ムガール帝国第4代皇帝ジャハーンギールが「この世のパラダイス」と呼んだジャムー・カシミール州の夏の州都シュリナガル。そこからさらに、車で南西に2時間あまりのところにインドのスイスといわれるグルマルグはある。冬は雄大なヒマラヤ山脈を見ながらバックカントリーライドを楽しめるというスキー好きにはたまらないスキーリゾートだが、高山植物が色とりどりに咲き乱れる夏のグルマルグは息を吞む美しさだ。
私が訪れたのは8月、標高2545mの麓の駅からゴンドラを乗り継いで、標高3950mのアファルワット駅に到着すると、ザラメ砂糖のような残雪が出迎えてくれた。雪はほどんど消えているのだが、スキー場は営業中。10mほどスキーに乗せてくれて、法外な料金を取る。

遊園地のアトラクションみたいな感じだ。

そこから、ごつごつした岩山を這うようにして山頂をめざす。岩と岩との間に咲く花々のなんと可憐なことよ。一体何十種類の花があるだろう。グルマルグとは花に満ちた草原という意味と聞いたが、その名に違わず、妖精でも出てくるような気がしてくる。
そして、牛だ。インドでは牛はそこら中で見かけるけれど、まさか、標高4000m地点までいるとは驚くばかりだ。一体どうやって登って来たのだろう。興味を惹かれて牛のいる方に向かうと、突然バナーが見えた。

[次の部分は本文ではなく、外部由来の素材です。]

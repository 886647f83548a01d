use axum::extract::State;
use axum::http::StatusCode;
use axum::Json;
use serde::Serialize;

use crate::app_state::AppState;

#[derive(Serialize)]
pub struct HealthResponse {
    pub status: String,
    pub version: String,
    pub checks: HealthChecks,
}

#[derive(Serialize)]
pub struct HealthChecks {
    pub database: ComponentHealth,
}

#[derive(Serialize)]
pub struct ComponentHealth {
    pub status: String,
    pub latency_ms: Option<u64>,
}

/// GET /health. Unauthenticated; reports whether metadata writes can succeed.
pub async fn health_check(State(state): State<AppState>) -> (StatusCode, Json<HealthResponse>) {
    let start = std::time::Instant::now();

    let database = match sqlx::query("SELECT 1").execute(&state.db).await {
        Ok(_) => ComponentHealth {
            status: "ok".to_string(),
            latency_ms: Some(start.elapsed().as_millis() as u64),
        },
        Err(e) => {
            tracing::warn!(error = %e, "Database health check failed");
            ComponentHealth {
                status: "error".to_string(),
                latency_ms: None,
            }
        }
    };

    let healthy = database.status == "ok";
    let status_code = if healthy {
        StatusCode::OK
    } else {
        StatusCode::SERVICE_UNAVAILABLE
    };

    let response = HealthResponse {
        status: if healthy { "ok" } else { "degraded" }.to_string(),
        version: env!("CARGO_PKG_VERSION").to_string(),
        checks: HealthChecks { database },
    };

    (status_code, Json(response))
}
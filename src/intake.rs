//! File Intake: hold at most one validated PDF picked by the user.
//!
//! A selection is accepted only if it declares `application/pdf` and fits
//! under the size ceiling. Rejected selections leave the held file exactly
//! as it was and come back as an [`IntakeRejection`] so the caller can tell
//! the user why.

use crate::config::DEFAULT_MAX_FILE_BYTES;
use crate::error::IntakeRejection;
use crate::model::UploadedFile;
use std::sync::Arc;
use tracing::{debug, warn};

/// Notified whenever the held file changes or a selection is rejected.
///
/// Both methods default to no-ops.
pub trait IntakeObserver: Send + Sync {
    fn on_file_changed(&self, file: Option<&UploadedFile>) {
        let _ = file;
    }

    fn on_rejected(&self, rejection: &IntakeRejection) {
        let _ = rejection;
    }
}

pub struct FileIntake {
    max_bytes: u64,
    held: Option<UploadedFile>,
    observer: Option<Arc<dyn IntakeObserver>>,
}

impl Default for FileIntake {
    fn default() -> Self {
        Self::new(DEFAULT_MAX_FILE_BYTES)
    }
}

impl FileIntake {
    pub fn new(max_bytes: u64) -> Self {
        Self {
            max_bytes,
            held: None,
            observer: None,
        }
    }

    pub fn with_observer(mut self, observer: Arc<dyn IntakeObserver>) -> Self {
        self.observer = Some(observer);
        self
    }

    pub fn file(&self) -> Option<&UploadedFile> {
        self.held.as_ref()
    }

    /// Take the held file, leaving the intake empty (no notification).
    pub fn take(&mut self) -> Option<UploadedFile> {
        self.held.take()
    }

    /// Handle a pick/drop. Only the first file is considered.
    pub fn select(&mut self, files: impl IntoIterator<Item = UploadedFile>) -> Result<(), IntakeRejection> {
        let Some(file) = files.into_iter().next() else {
            return Ok(());
        };

        if let Err(rejection) = self.check(&file) {
            warn!("Rejected {}: {}", file.name(), rejection);
            if let Some(obs) = &self.observer {
                obs.on_rejected(&rejection);
            }
            return Err(rejection);
        }

        debug!("Accepted {} ({})", file.name(), format_size(file.size()));
        self.held = Some(file);
        self.notify();
        Ok(())
    }

    /// Clear the held file.
    pub fn remove(&mut self) {
        self.held = None;
        self.notify();
    }

    fn check(&self, file: &UploadedFile) -> Result<(), IntakeRejection> {
        if !file.is_pdf() {
            return Err(IntakeRejection::NotPdf {
                name: file.name().to_string(),
                mime_type: file.mime_type().to_string(),
            });
        }
        if file.size() > self.max_bytes {
            return Err(IntakeRejection::TooLarge {
                name: file.name().to_string(),
                size: file.size(),
                max: self.max_bytes,
            });
        }
        Ok(())
    }

    fn notify(&self) {
        if let Some(obs) = &self.observer {
            obs.on_file_changed(self.held.as_ref());
        }
    }
}

/// Human-readable size: `0 KB`, `12.50 KB`, `1.20 MB`, `2.00 GB`.
pub fn format_size(bytes: u64) -> String {
    const KB: f64 = 1024.0;
    const MB: f64 = KB * 1024.0;
    const GB: f64 = MB * 1024.0;

    if bytes == 0 {
        return "0 KB".to_string();
    }
    let b = bytes as f64;
    if b >= GB {
        format!("{:.2} GB", b / GB)
    } else if b >= MB {
        format!("{:.2} MB", b / MB)
    } else {
        format!("{:.2} KB", b / KB)
    }
}

#[cfg(test)]
mod tests {
    use super::*;
    use std::sync::Mutex;

    #[derive(Default)]
    struct Recorder {
        changes: Mutex<Vec<Option<String>>>,
        rejections: Mutex<Vec<IntakeRejection>>,
    }

    impl IntakeObserver for Recorder {
        fn on_file_changed(&self, file: Option<&UploadedFile>) {
            self.changes
                .lock()
                .unwrap()
                .push(file.map(|f| f.name().to_string()));
        }

        fn on_rejected(&self, rejection: &IntakeRejection) {
            self.rejections.lock().unwrap().push(rejection.clone());
        }
    }

    fn pdf(name: &str, size: usize) -> UploadedFile {
        UploadedFile::pdf(name, vec![0u8; size])
    }

    #[test]
    fn accepts_pdf_and_notifies() {
        let rec = Arc::new(Recorder::default());
        let mut intake = FileIntake::new(100).with_observer(rec.clone());

        intake.select([pdf("a.pdf", 10)]).unwrap();
        assert_eq!(intake.file().unwrap().name(), "a.pdf");
        assert_eq!(*rec.changes.lock().unwrap(), vec![Some("a.pdf".to_string())]);
    }

    #[test]
    fn new_selection_replaces_held_file() {
        let mut intake = FileIntake::new(100);
        intake.select([pdf("a.pdf", 10)]).unwrap();
        intake.select([pdf("b.pdf", 10), pdf("c.pdf", 10)]).unwrap();
        assert_eq!(intake.file().unwrap().name(), "b.pdf");
    }

    #[test]
    fn non_pdf_leaves_state_unchanged() {
        let rec = Arc::new(Recorder::default());
        let mut intake = FileIntake::new(100).with_observer(rec.clone());
        intake.select([pdf("a.pdf", 10)]).unwrap();

        let err = intake
            .select([UploadedFile::new("a.docx", "application/msword", vec![0u8; 5])])
            .unwrap_err();
        assert!(matches!(err, IntakeRejection::NotPdf { .. }));
        assert_eq!(intake.file().unwrap().name(), "a.pdf");
        assert_eq!(rec.changes.lock().unwrap().len(), 1);
        assert_eq!(rec.rejections.lock().unwrap().len(), 1);
    }

    #[test]
    fn oversized_leaves_state_unchanged() {
        let mut intake = FileIntake::new(100);
        let err = intake.select([pdf("big.pdf", 101)]).unwrap_err();
        assert_eq!(
            err,
            IntakeRejection::TooLarge {
                name: "big.pdf".into(),
                size: 101,
                max: 100
            }
        );
        assert!(intake.file().is_none());

        // Exactly at the ceiling is fine.
        intake.select([pdf("edge.pdf", 100)]).unwrap();
        assert!(intake.file().is_some());
    }

    #[test]
    fn default_ceiling_is_twenty_mib() {
        let mut intake = FileIntake::default();
        assert!(intake.select([pdf("big.pdf", 20 * 1024 * 1024 + 1)]).is_err());
    }

    #[test]
    fn empty_selection_is_noop() {
        let rec = Arc::new(Recorder::default());
        let mut intake = FileIntake::new(100).with_observer(rec.clone());
        intake.select(Vec::new()).unwrap();
        assert!(rec.changes.lock().unwrap().is_empty());
    }

    #[test]
    fn remove_clears_and_notifies() {
        let rec = Arc::new(Recorder::default());
        let mut intake = FileIntake::new(100).with_observer(rec.clone());
        intake.select([pdf("a.pdf", 1)]).unwrap();
        intake.remove();
        assert!(intake.file().is_none());
        assert_eq!(
            *rec.changes.lock().unwrap(),
            vec![Some("a.pdf".to_string()), None]
        );
    }

    #[test]
    fn format_size_units() {
        assert_eq!(format_size(0), "0 KB");
        assert_eq!(format_size(512), "0.50 KB");
        assert_eq!(format_size(1536 * 1024), "1.50 MB");
        assert_eq!(format_size(2 * 1024 * 1024 * 1024), "2.00 GB");
    }
}
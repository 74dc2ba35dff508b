//! VLM-backed scoring service.
//!
//! [`LlmScorer`] implements [`ScoringService`] on top of any
//! `edgequake_llm` provider. Given the storage path of the original PDF it
//! reads the bytes back, rasterises page 1 with the shared rasteriser, and
//! sends the page image together with the rendered instructions. The raw
//! completion text is returned as a string-content [`ScoringResponse`];
//! parsing is the orchestrator's job.
//!
//! ## Retry Strategy
//!
//! Off by default (`max_retries = 0`). When enabled, waits
//! `retry_backoff_ms * 2^(attempt - 1)` before each retry, saturating.

use super::encode;
use super::render::PageRasterizer;
use crate::backend::{BlobStorage, ScoringResponse, ScoringService};
use crate::config::ReviewConfig;
use crate::error::{BackendError, ReviewError};
use crate::model::UploadedFile;
use crate::prompts::{ScoringInstructions, DEFAULT_SYSTEM_PROMPT};
use async_trait::async_trait;
use edgequake_llm::{ChatMessage, CompletionOptions, ImageData, LLMProvider, ProviderFactory};
use std::sync::Arc;
use std::time::Instant;
use tokio::time::{sleep, Duration};
use tracing::{debug, info, warn};

const DEFAULT_MODEL: &str = "gpt-4.1-nano";

pub struct LlmScorer {
    provider: Arc<dyn LLMProvider>,
    storage: Arc<dyn BlobStorage>,
    rasterizer: Arc<dyn PageRasterizer>,
    config: ReviewConfig,
}

impl LlmScorer {
    pub fn new(
        provider: Arc<dyn LLMProvider>,
        storage: Arc<dyn BlobStorage>,
        rasterizer: Arc<dyn PageRasterizer>,
        config: ReviewConfig,
    ) -> Self {
        Self {
            provider,
            storage,
            rasterizer,
            config,
        }
    }
}

#[async_trait]
impl ScoringService for LlmScorer {
    async fn feedback(
        &self,
        document_path: &str,
        instructions: &ScoringInstructions,
    ) -> Result<Option<ScoringResponse>, BackendError> {
        let Some(bytes) = self.storage.read(document_path).await? else {
            warn!("Document {} not found in storage", document_path);
            return Ok(None);
        };

        let name = document_path.rsplit('/').next().unwrap_or(document_path);
        let page = self
            .rasterizer
            .rasterize(&UploadedFile::pdf(name, bytes))
            .await
            .map_err(|e| BackendError::Other(format!("cannot render {document_path}: {e}")))?;

        let system_prompt = self
            .config
            .system_prompt
            .as_deref()
            .unwrap_or(DEFAULT_SYSTEM_PROMPT);
        let messages = build_messages(
            system_prompt,
            instructions,
            encode::to_image_data(page.file.bytes()),
        );
        let options = build_options(&self.config);

        let start = Instant::now();
        let mut last_err: Option<String> = None;

        for attempt in 0..=self.config.max_retries {
            if attempt > 0 {
                let backoff = backoff_ms(self.config.retry_backoff_ms, attempt);
                warn!(
                    "Scoring retry {}/{} after {}ms",
                    attempt, self.config.max_retries, backoff
                );
                sleep(Duration::from_millis(backoff)).await;
            }

            match self.provider.chat(&messages, Some(&options)).await {
                Ok(response) => {
                    info!(
                        "Scored {} in {:?} ({} in / {} out tokens)",
                        document_path,
                        start.elapsed(),
                        response.prompt_tokens,
                        response.completion_tokens
                    );
                    debug!("Scoring response: {} chars", response.content.len());
                    return Ok(Some(ScoringResponse::text(response.content)));
                }
                Err(e) => {
                    let msg = e.to_string();
                    warn!("Scoring attempt {} failed: {}", attempt + 1, msg);
                    last_err = Some(msg);
                }
            }
        }

        Err(BackendError::Provider(
            last_err.unwrap_or_else(|| "Unknown error".to_string()),
        ))
    }
}

/// System prompt, then the instructions with the page image attached.
fn build_messages(
    system_prompt: &str,
    instructions: &ScoringInstructions,
    image: ImageData,
) -> Vec<ChatMessage> {
    vec![
        ChatMessage::system(system_prompt),
        ChatMessage::user_with_images(instructions.to_prompt(), vec![image]),
    ]
}

fn build_options(config: &ReviewConfig) -> CompletionOptions {
    CompletionOptions {
        temperature: Some(config.temperature),
        max_tokens: Some(config.max_tokens),
        ..Default::default()
    }
}

/// Resolve the LLM provider, from most-specific to least-specific:
///
/// 1. `config.provider` — used as-is
/// 2. `config.provider_name` (+ `config.model`)
/// 3. `EDGEQUAKE_LLM_PROVIDER` + `EDGEQUAKE_MODEL`, when both are set
/// 4. `OPENAI_API_KEY` present → OpenAI
/// 5. `ProviderFactory::from_env` auto-detection
pub fn resolve_provider(config: &ReviewConfig) -> Result<Arc<dyn LLMProvider>, ReviewError> {
    if let Some(ref provider) = config.provider {
        return Ok(Arc::clone(provider));
    }

    if let Some(ref name) = config.provider_name {
        let model = config.model.as_deref().unwrap_or(DEFAULT_MODEL);
        return create_provider(name, model);
    }

    if let (Ok(prov), Ok(model)) = (
        std::env::var("EDGEQUAKE_LLM_PROVIDER"),
        std::env::var("EDGEQUAKE_MODEL"),
    ) {
        if !prov.is_empty() && !model.is_empty() {
            return create_provider(&prov, &model);
        }
    }

    if let Ok(openai_key) = std::env::var("OPENAI_API_KEY") {
        if !openai_key.is_empty() {
            let model = config.model.as_deref().unwrap_or(DEFAULT_MODEL);
            return create_provider("openai", model);
        }
    }

    let (llm_provider, _embedding) =
        ProviderFactory::from_env().map_err(|e| ReviewError::ProviderNotConfigured {
            provider: "auto".to_string(),
            hint: format!(
                "No LLM provider could be auto-detected from environment.\n\
                Set OPENAI_API_KEY, ANTHROPIC_API_KEY, or pass --provider.\n\
                Error: {e}"
            ),
        })?;

    Ok(llm_provider)
}

fn create_provider(name: &str, model: &str) -> Result<Arc<dyn LLMProvider>, ReviewError> {
    ProviderFactory::create_llm_provider(name, model).map_err(|e| {
        ReviewError::ProviderNotConfigured {
            provider: name.to_string(),
            hint: format!("{e}"),
        }
    })
}

/// Delay before retry `attempt` (1-based); saturates instead of overflowing.
fn backoff_ms(base_ms: u64, attempt: u32) -> u64 {
    let factor = 2u64.checked_pow(attempt.saturating_sub(1)).unwrap_or(u64::MAX);
    base_ms.saturating_mul(factor)
}

#[cfg(test)]
mod tests {
    use super::*;
    use crate::config::ResponseFormat;

    #[test]
    fn backoff_doubles_then_saturates() {
        assert_eq!(backoff_ms(500, 1), 500);
        assert_eq!(backoff_ms(500, 2), 1000);
        assert_eq!(backoff_ms(500, 4), 4000);
        assert_eq!(backoff_ms(500, 65), u64::MAX);
        assert_eq!(backoff_ms(500, u32::MAX), u64::MAX);
        assert_eq!(backoff_ms(0, 100), 0);
    }

    #[test]
    fn build_options_defaults() {
        let config = ReviewConfig::default();
        let opts = build_options(&config);
        assert_eq!(opts.temperature, Some(0.1));
        assert_eq!(opts.max_tokens, Some(4096));
    }

    #[test]
    fn messages_are_system_then_user() {
        let instructions = ScoringInstructions::new("Engineer", "Build things", ResponseFormat::Json);
        let msgs = build_messages(
            DEFAULT_SYSTEM_PROMPT,
            &instructions,
            encode::to_image_data(b"png"),
        );
        assert_eq!(msgs.len(), 2);
    }
}
//! Image encoding: rendered surface → PNG bytes, data URL, or VLM `ImageData`.
//!
//! PNG is lossless, so "maximum quality" only affects size and speed; we
//! still ask for the best compression since the output is stored, not
//! streamed.

use crate::error::ReviewError;
use base64::{engine::general_purpose::STANDARD, Engine as _};
use edgequake_llm::ImageData;
use image::codecs::png::{CompressionType, FilterType, PngEncoder};
use image::{ExtendedColorType, ImageEncoder, RgbaImage};
use tracing::debug;

/// Encode an RGBA surface as PNG.
///
/// Fails with [`ReviewError::EncodingFailed`] if the encoder errors or
/// produces no bytes.
pub fn encode_png(img: &RgbaImage) -> Result<Vec<u8>, ReviewError> {
    let mut buf = Vec::new();
    PngEncoder::new_with_quality(&mut buf, CompressionType::Best, FilterType::Adaptive)
        .write_image(img.as_raw(), img.width(), img.height(), ExtendedColorType::Rgba8)
        .map_err(|e| ReviewError::EncodingFailed {
            detail: e.to_string(),
        })?;

    if buf.is_empty() {
        return Err(ReviewError::EncodingFailed {
            detail: "encoder produced no data".into(),
        });
    }

    debug!("Encoded {}x{} surface → {} bytes PNG", img.width(), img.height(), buf.len());
    Ok(buf)
}

/// `data:<mime>;base64,<payload>` for immediate display.
pub fn data_url(bytes: &[u8], mime_type: &str) -> String {
    format!("data:{mime_type};base64,{}", STANDARD.encode(bytes))
}

/// Wrap PNG bytes as a base64 image attachment for the VLM.
///
/// `detail: "high"` keeps small print legible to GPT-4-class models.
pub fn to_image_data(png: &[u8]) -> ImageData {
    ImageData::new(STANDARD.encode(png), "image/png").with_detail("high")
}
//! # skillsense
//!
//! Résumé review: rasterise a PDF résumé, store it, and record AI feedback
//! scored against a target job.
//!
//! ## Workflow
//!
//! ```text
//! PDF (picked / path / URL)
//!  │
//!  ├─ 1. Intake    one file, PDF only, size-capped
//!  ├─ 2. Upload    original PDF → blob storage
//!  ├─ 3. Render    page 1 → PNG at 4× (pdfium, spawn_blocking)
//!  ├─ 4. Upload    PNG → blob storage
//!  ├─ 5. Record    resume:<uuid> written with empty feedback
//!  ├─ 6. Score     vision model rates the résumé for the job
//!  └─ 7. Record    same key rewritten with the parsed feedback
//! ```
//!
//! Every external service sits behind a trait in [`backend`]. The crate
//! ships a directory-backed store ([`backend::local::LocalStore`]) and an
//! LLM scorer ([`pipeline::llm::LlmScorer`]); hosts may bring their own.
//!
//! ## Quick Start
//!
//! ```rust,no_run
//! use skillsense::backend::local::LocalStore;
//! use skillsense::pipeline::llm::{resolve_provider, LlmScorer};
//! use skillsense::{AnalysisForm, Capabilities, Rasterizer, ResumeAnalyzer, ReviewConfig, UploadedFile};
//! use std::sync::Arc;
//!
//! #[tokio::main]
//! async fn main() -> Result<(), Box<dyn std::error::Error>> {
//!     let config = ReviewConfig::default();
//!     let store = Arc::new(LocalStore::new(&config.store_dir));
//!     store.sign_in("me").await?;
//!
//!     let rasterizer = Arc::new(Rasterizer::pdfium(&config));
//!     let scorer = LlmScorer::new(resolve_provider(&config)?, store.clone(), rasterizer.clone(), config.clone());
//!     let caps = Capabilities {
//!         storage: store.clone(),
//!         kv: store.clone(),
//!         scoring: Arc::new(scorer),
//!         auth: store,
//!     };
//!
//!     let file = UploadedFile::pdf("resume.pdf", std::fs::read("resume.pdf")?);
//!     let form = AnalysisForm {
//!         company_name: "Acme".into(),
//!         job_title: "Backend Engineer".into(),
//!         job_description: "Rust, Postgres, on-call".into(),
//!     };
//!     let outcome = ResumeAnalyzer::new(caps, rasterizer, &config).submit(Some(file), form).await?;
//!     println!("{}", outcome.route);
//!     Ok(())
//! }
//! ```
//!
//! ## Feature Flags
//!
//! | Feature | Default | Description |
//! |---------|---------|-------------|
//! | `cli`   | on      | Enables the `skillsense` binary (clap + anyhow + tracing-subscriber + indicatif) |

// ── Modules ──────────────────────────────────────────────────────────────

pub mod analyze;
pub mod backend;
pub mod config;
pub mod error;
pub mod intake;
pub mod listing;
pub mod model;
pub mod pipeline;
pub mod progress;
pub mod prompts;
pub mod record;

// ── Re-exports ───────────────────────────────────────────────────────────

pub use analyze::{extract_feedback, AnalysisForm, AnalysisOutcome, AnalysisRequest, ResumeAnalyzer};
pub use backend::{
    require_auth, Authenticator, BlobStorage, Capabilities, KeyValueStore, KvItem, ScoringResponse,
    ScoringService, StoredBlob,
};
pub use config::{ResponseFormat, ReviewConfig, ReviewConfigBuilder};
pub use error::{BackendError, IntakeRejection, ReviewError};
pub use intake::{format_size, FileIntake, IntakeObserver};
pub use listing::{list_records, load_record, render_listing, render_record};
pub use model::{ConversionResult, UploadedFile};
pub use pipeline::engine::{DocumentEngine, EngineCell, EngineLoader, LoadedDocument, PageSize, Viewport};
pub use pipeline::render::{PageRasterizer, Rasterizer};
pub use progress::{AnalysisObserver, AnalysisStage, NoopObserver};
pub use prompts::ScoringInstructions;
pub use record::{Category, Feedback, FeedbackState, ResumeRecord, Tip, TipKind};
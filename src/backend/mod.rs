//! Capability interface to external services.
//!
//! The analysis pipeline never talks to a storage or AI service directly.
//! It receives a [`Capabilities`] bundle of trait objects and calls the
//! operations named here, so tests swap in fakes and the CLI swaps in
//! [`local::LocalStore`] plus [`crate::pipeline::llm::LlmScorer`].
//!
//! "No result" is modelled as `Ok(None)`, distinct from a transport
//! failure (`Err(BackendError)`); the orchestrator maps both to the same
//! step-specific error.

pub mod local;

use crate::error::{BackendError, ReviewError};
use crate::model::UploadedFile;
use crate::prompts::ScoringInstructions;
use async_trait::async_trait;
use regex::Regex;
use serde::{Deserialize, Serialize};
use std::sync::Arc;

/// Reference to a stored blob.
#[derive(Debug, Clone, PartialEq, Eq, Serialize, Deserialize)]
pub struct StoredBlob {
    /// Opaque storage path; only meaningful to the storage that issued it.
    pub path: String,
    pub name: String,
    pub size: u64,
}

/// One key-value entry.
#[derive(Debug, Clone, PartialEq, Eq, Serialize, Deserialize)]
pub struct KvItem {
    pub key: String,
    /// `None` when listed without values.
    pub value: Option<String>,
}

#[async_trait]
pub trait BlobStorage: Send + Sync {
    async fn upload(&self, file: &UploadedFile) -> Result<Option<StoredBlob>, BackendError>;

    async fn read(&self, path: &str) -> Result<Option<Vec<u8>>, BackendError>;
}

#[async_trait]
pub trait KeyValueStore: Send + Sync {
    async fn set(&self, key: &str, value: &str) -> Result<(), BackendError>;

    async fn get(&self, key: &str) -> Result<Option<String>, BackendError>;

    /// List entries whose key matches `pattern` (`*` matches any run of
    /// characters), in store order.
    async fn list(&self, pattern: &str, include_values: bool) -> Result<Vec<KvItem>, BackendError>;
}

#[async_trait]
pub trait ScoringService: Send + Sync {
    async fn feedback(
        &self,
        document_path: &str,
        instructions: &ScoringInstructions,
    ) -> Result<Option<ScoringResponse>, BackendError>;
}

pub trait Authenticator: Send + Sync {
    fn is_authenticated(&self) -> bool;
}

/// The bundle of collaborators handed to the orchestrator and listing.
#[derive(Clone)]
pub struct Capabilities {
    pub storage: Arc<dyn BlobStorage>,
    pub kv: Arc<dyn KeyValueStore>,
    pub scoring: Arc<dyn ScoringService>,
    pub auth: Arc<dyn Authenticator>,
}

/// Gate a view on authentication.
///
/// Returns the redirect target (`/auth?next=<next>`) as an error when no
/// session is present.
pub fn require_auth(auth: &dyn Authenticator, next: &str) -> Result<(), ReviewError> {
    if auth.is_authenticated() {
        Ok(())
    } else {
        Err(ReviewError::Unauthenticated {
            redirect: format!("/auth?next={next}"),
        })
    }
}

// ── Scoring response shape ───────────────────────────────────────────────

/// `{ message: { content: string | [{ text }] } }`
#[derive(Debug, Clone, PartialEq, Serialize, Deserialize)]
pub struct ScoringResponse {
    pub message: ScoringMessage,
}

#[derive(Debug, Clone, PartialEq, Serialize, Deserialize)]
pub struct ScoringMessage {
    pub content: MessageContent,
}

#[derive(Debug, Clone, PartialEq, Serialize, Deserialize)]
#[serde(untagged)]
pub enum MessageContent {
    Text(String),
    Parts(Vec<ContentPart>),
}

#[derive(Debug, Clone, PartialEq, Serialize, Deserialize)]
pub struct ContentPart {
    pub text: String,
}

impl ScoringResponse {
    /// Response whose content is a plain string.
    pub fn text(content: impl Into<String>) -> Self {
        Self {
            message: ScoringMessage {
                content: MessageContent::Text(content.into()),
            },
        }
    }

    /// The textual payload: the string itself, or the first part's text.
    pub fn content_text(&self) -> Option<&str> {
        match &self.message.content {
            MessageContent::Text(s) => Some(s),
            MessageContent::Parts(parts) => parts.first().map(|p| p.text.as_str()),
        }
    }
}

/// Compile a `*` glob into an anchored regex. `*` matches any (possibly
/// empty) run of characters; everything else is literal.
pub fn pattern_regex(pattern: &str) -> Result<Regex, BackendError> {
    let body = pattern
        .split('*')
        .map(regex::escape)
        .collect::<Vec<_>>()
        .join(".*");
    Regex::new(&format!("^(?s){body}$"))
        .map_err(|e| BackendError::Other(format!("bad pattern '{pattern}': {e}")))
}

なんだろうと思って近づくと「Trespasser will be prosecutedー侵入者は告発される」の文字。すぐそこには軍の野営地も見える。そちら側はパキスタンなのだね。急に、現実に引き戻されて、のんきに旅する自分をちょっと恥じる。

そして、自分の日常に逃げ帰りたい衝動にかられた。
家に帰ろう。また、すぐにどこかに行きたくなるのだけど。